Impact of post-dilatation on longitudinal stent elongation: An in vitro study

Impact of lesion morphology on stent elongation during bifurcation PCI: an in vivo OCT study

BACKGROUND

Recent observations in silico and in vivo reported that, during proximal optimisation technique, drug-eluting stents (DES) elongate, challenging conventional wisdom.

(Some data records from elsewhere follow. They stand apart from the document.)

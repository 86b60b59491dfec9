//! Forced board invariant: the active sub-board follows the last move.

use super::super::{ActiveBoard, GameState};
use super::Invariant;

/// Invariant: `active` is derived from the last move's cell.
///
/// With no moves the choice is free. Otherwise the last move's target index
/// is forced when that sub-board is undecided, and free when it is decided.
pub struct ForcedBoardInvariant;

impl Invariant<GameState> for ForcedBoardInvariant {
    fn holds(state: &GameState) -> bool {
        let expected = match state.last_move() {
            None => ActiveBoard::Free,
            Some(mv) if state.outcome(mv.target()).is_decided() => ActiveBoard::Free,
            Some(mv) => ActiveBoard::Forced(mv.target()),
        };
        state.active_board() == expected
    }

    fn description() -> &'static str {
        "Active sub-board is the last move's target unless that board is decided"
    }
}

#[cfg(test)]
mod tests {
    use super::*;
    use crate::{Mark, Move};

    #[test]
    fn test_new_game_is_free() {
        assert!(ForcedBoardInvariant::holds(&GameState::new()));
    }

    #[test]
    fn test_wrong_forced_index_violates() {
        let mut state = GameState::replay(Mark::X, &[Move::new(3, 0, 1, Mark::X)]).unwrap();
        assert_eq!(state.active_board(), ActiveBoard::Forced(1));
        state.active = ActiveBoard::Forced(3);
        assert!(!ForcedBoardInvariant::holds(&state));
    }
}
//! Move advisor: synthetic players of increasing strength.
//!
//! The advisor reads a [`GameState`] and proposes a [`Move`]. It never
//! mutates the state; callers route the proposal through
//! [`engine::apply`](crate::engine::apply) like any other move.

mod heuristic;
mod minimax;
mod random;

pub use minimax::minimax_score;

use super::action::Move;
use super::state::GameState;
use derive_more::{Display, Error};
use rand::SeedableRng;
use rand_chacha::ChaCha8Rng;
use serde::{Deserialize, Serialize};
use tracing::{debug, instrument};

/// Advisor strength level.
#[derive(
    Debug,
    Clone,
    Copy,
    PartialEq,
    Eq,
    Hash,
    Default,
    Serialize,
    Deserialize,
    strum::Display,
    strum::EnumString,
    strum::EnumIter,
)]
#[strum(serialize_all = "lowercase", ascii_case_insensitive)]
#[serde(rename_all = "lowercase")]
pub enum Tier {
    /// Uniformly random legal move.
    Random,
    /// One-ply win, block, center, corner.
    #[default]
    Heuristic,
    /// Single sub-board minimax.
    Minimax,
}

/// The advisor was asked to move in a state with no legal move.
#[derive(Debug, Clone, Copy, PartialEq, Eq, Display, Error)]
pub enum NoLegalMoveError {
    /// The game has already ended.
    #[display("No legal move: game already terminated")]
    GameTerminated,
    /// No undecided sub-board is reachable under the active constraint.
    #[display("No legal move: no playable sub-board")]
    NoPlayableBoard,
}

/// Sub-boards the mover may choose from, in ascending order.
///
/// Same as [`GameState::playable_boards`]: empty once the game is over or
/// when the forced board is already decided.
pub fn candidate_boards(state: &GameState) -> Vec<usize> {
    state.playable_boards()
}

/// A move advisor with its own deterministic random stream.
///
/// Holds no game state, so one advisor can serve any number of matches as
/// long as calls are not concurrent.
#[derive(Debug, Clone)]
pub struct Advisor {
    rng: ChaCha8Rng,
}

impl Advisor {
    /// Creates an advisor whose random choices are reproducible from `seed`.
    pub fn new(seed: u64) -> Self {
        Self {
            rng: ChaCha8Rng::seed_from_u64(seed),
        }
    }

    /// Creates an advisor seeded from system entropy.
    pub fn from_entropy() -> Self {
        Self {
            rng: ChaCha8Rng::from_entropy(),
        }
    }

    /// Proposes a legal move for `state.current_player()`.
    ///
    /// # Errors
    ///
    /// Returns [`NoLegalMoveError`] if the game is over or no candidate
    /// sub-board is playable.
    #[instrument(skip(self, state), fields(mover = %state.current_player()))]
    pub fn select_move(
        &mut self,
        state: &GameState,
        tier: Tier,
    ) -> Result<Move, NoLegalMoveError> {
        if state.is_terminated() {
            return Err(NoLegalMoveError::GameTerminated);
        }
        let candidates = candidate_boards(state);
        if candidates.is_empty() {
            return Err(NoLegalMoveError::NoPlayableBoard);
        }

        let mv = match tier {
            Tier::Random => random::select(state, &candidates, &mut self.rng),
            Tier::Heuristic => heuristic::select(state, &candidates, &mut self.rng),
            Tier::Minimax => minimax::select(state, &candidates, &mut self.rng),
        }
        .ok_or(NoLegalMoveError::NoPlayableBoard)?;

        debug!(%tier, %mv, "Advisor selected move");
        Ok(mv)
    }
}

impl Default for Advisor {
    fn default() -> Self {
        Self::from_entropy()
    }
}

/// Proposes a move using a freshly seeded advisor.
pub fn select_move(state: &GameState, tier: Tier) -> Result<Move, NoLegalMoveError> {
    Advisor::from_entropy().select_move(state, tier)
}
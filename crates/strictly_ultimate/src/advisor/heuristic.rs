//! One-ply tactical play: win, block, center, corner.

use super::super::{GameState, Move, Position, rules};
use super::random;
use rand::Rng;
use rand::seq::SliceRandom;
use tracing::trace;

/// Picks the first applicable rule, scanning candidates in the given order.
///
/// 1. A cell completing a line for the mover, on any candidate.
/// 2. A cell completing a line for the opponent (a block), on any candidate.
/// 3. The center of the first candidate where it is empty.
/// 4. A random open corner of the first candidate with one open.
/// 5. A random move.
pub(super) fn select<R: Rng>(
    state: &GameState,
    candidates: &[usize],
    rng: &mut R,
) -> Option<Move> {
    let mover = state.current_player();
    let boards = || {
        candidates
            .iter()
            .filter_map(|&i| state.board().sub_board(i).map(|board| (i, board)))
    };

    for mark in [mover, mover.opponent()] {
        if let Some((index, cell)) =
            boards().find_map(|(i, board)| rules::winning_cell(board, mark).map(|cell| (i, cell)))
        {
            trace!(board = index, %cell, %mark, "Completing line");
            return Some(Move::at(index, cell, mover));
        }
    }

    if let Some((index, _)) = boards().find(|(_, board)| board.is_empty(Position::Center)) {
        return Some(Move::at(index, Position::Center, mover));
    }

    for (index, board) in boards() {
        let open: Vec<Position> = Position::CORNERS
            .iter()
            .copied()
            .filter(|&pos| board.is_empty(pos))
            .collect();
        if let Some(&corner) = open.choose(rng) {
            return Some(Move::at(index, corner, mover));
        }
    }

    random::select(state, candidates, rng)
}

#[cfg(test)]
mod tests {
    use super::*;
    use crate::Mark;
    use rand::SeedableRng;
    use rand_chacha::ChaCha8Rng;

    fn rng() -> ChaCha8Rng {
        ChaCha8Rng::seed_from_u64(5)
    }

    #[test]
    fn test_opening_takes_center_of_first_board() {
        let state = GameState::new();
        let mv = select(&state, &[0, 1, 2, 3, 4, 5, 6, 7, 8], &mut rng()).unwrap();
        assert_eq!(mv, Move::at(0, Position::Center, Mark::X));
    }

    #[test]
    fn test_win_on_later_board_beats_block_on_earlier() {
        let moves = [
            Move::new(4, 0, 0, Mark::X),
            Move::new(0, 1, 1, Mark::O),
            Move::new(4, 0, 1, Mark::X),
            Move::new(1, 2, 2, Mark::O),
            Move::new(8, 0, 0, Mark::X),
            Move::new(0, 0, 0, Mark::O),
        ];
        let state = GameState::replay(Mark::X, &moves).unwrap();
        // O threatens (2,2) on board 0, X threatens (0,2) on board 4.
        let mv = select(&state, &[0, 4], &mut rng()).unwrap();
        assert_eq!(mv, Move::new(4, 0, 2, Mark::X));

        let mv = select(&state, &[0], &mut rng()).unwrap();
        assert_eq!(mv, Move::new(0, 2, 2, Mark::X));
    }

    #[test]
    fn test_blocks_opponent_line() {
        let moves = [
            Move::new(4, 1, 0, Mark::X),
            Move::new(3, 0, 0, Mark::O),
            Move::new(0, 1, 0, Mark::X),
            Move::new(3, 0, 1, Mark::O),
        ];
        let state = GameState::replay(Mark::X, &moves).unwrap();
        // O's (0,1) on board 3 threatens (0,2).
        let mv = select(&state, &[3], &mut rng()).unwrap();
        assert_eq!(mv, Move::new(3, 0, 2, Mark::X));
    }

    #[test]
    fn test_corner_when_center_taken() {
        let state = GameState::replay(Mark::X, &[Move::new(2, 1, 1, Mark::X)]).unwrap();
        let mv = select(&state, &[4], &mut rng()).unwrap();
        assert_eq!(mv.sub_board, 4);
        assert_eq!(mv.cell(), Some(Position::Center));

        let state = GameState::replay(
            Mark::X,
            &[Move::new(2, 1, 1, Mark::X), Move::new(4, 1, 1, Mark::O)],
        )
        .unwrap();
        let mv = select(&state, &[4], &mut rng()).unwrap();
        assert_eq!(mv.sub_board, 4);
        assert!(Position::CORNERS.contains(&mv.cell().unwrap()));
    }
}
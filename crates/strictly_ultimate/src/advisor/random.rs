//! Uniformly random play.

use super::super::{GameState, Move};
use rand::Rng;
use rand::seq::SliceRandom;

/// Picks a candidate sub-board uniformly, then one of its empty cells uniformly.
pub(super) fn select<R: Rng>(
    state: &GameState,
    candidates: &[usize],
    rng: &mut R,
) -> Option<Move> {
    let &index = candidates.choose(rng)?;
    let board = state.board().sub_board(index)?;
    let &cell = board.empty_positions().choose(rng)?;
    Some(Move::at(index, cell, state.current_player()))
}
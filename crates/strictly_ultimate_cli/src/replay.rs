//! Replaying recorded games from JSON.

use anyhow::{Context, Result};
use std::path::Path;
use strictly_ultimate::{GameState, Mark, Move};
use tracing::instrument;

/// Reads a JSON array of moves and replays it from a fresh game.
#[instrument(skip(path), fields(path = %path.as_ref().display()))]
pub fn load(path: impl AsRef<Path>, first_player: Mark) -> Result<GameState> {
    let content = std::fs::read_to_string(path.as_ref())
        .with_context(|| format!("Failed to read {}", path.as_ref().display()))?;
    let moves: Vec<Move> = serde_json::from_str(&content).context("Failed to parse moves")?;
    let state = GameState::replay(first_player, &moves)?;
    Ok(state)
}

The interaction between plaque morphology and radial expansion is well established, but little is known about the impact of plaque morphology on elongation.

AIMS

We aimed to assess the longitudinal mechanical behaviour of contemporary DES in vivo and evaluate the relationship between post-percutaneous coronary intervention (PCI) stent elongation and lesion morphology, as assessed with optical coherence tomography (OCT).

METHODS

Patients treated with OCT-guided PCI to left main or left anterior descending artery bifurcations, between July 2017 and March 2022, from the King's Optical coherence Database Analysis Compendium were included. Patients were excluded if there were overlapping stents, if they had undergone prior PCI, or if there was inadequate image quality. Lesions were characterised as fibrocalcific, fibrous or lipid-rich by pre-PCI OCT. Following stent post-dilatation, stent expansion and final stent length were assessed. The primary outcome was the percentage change in stent length from baseline.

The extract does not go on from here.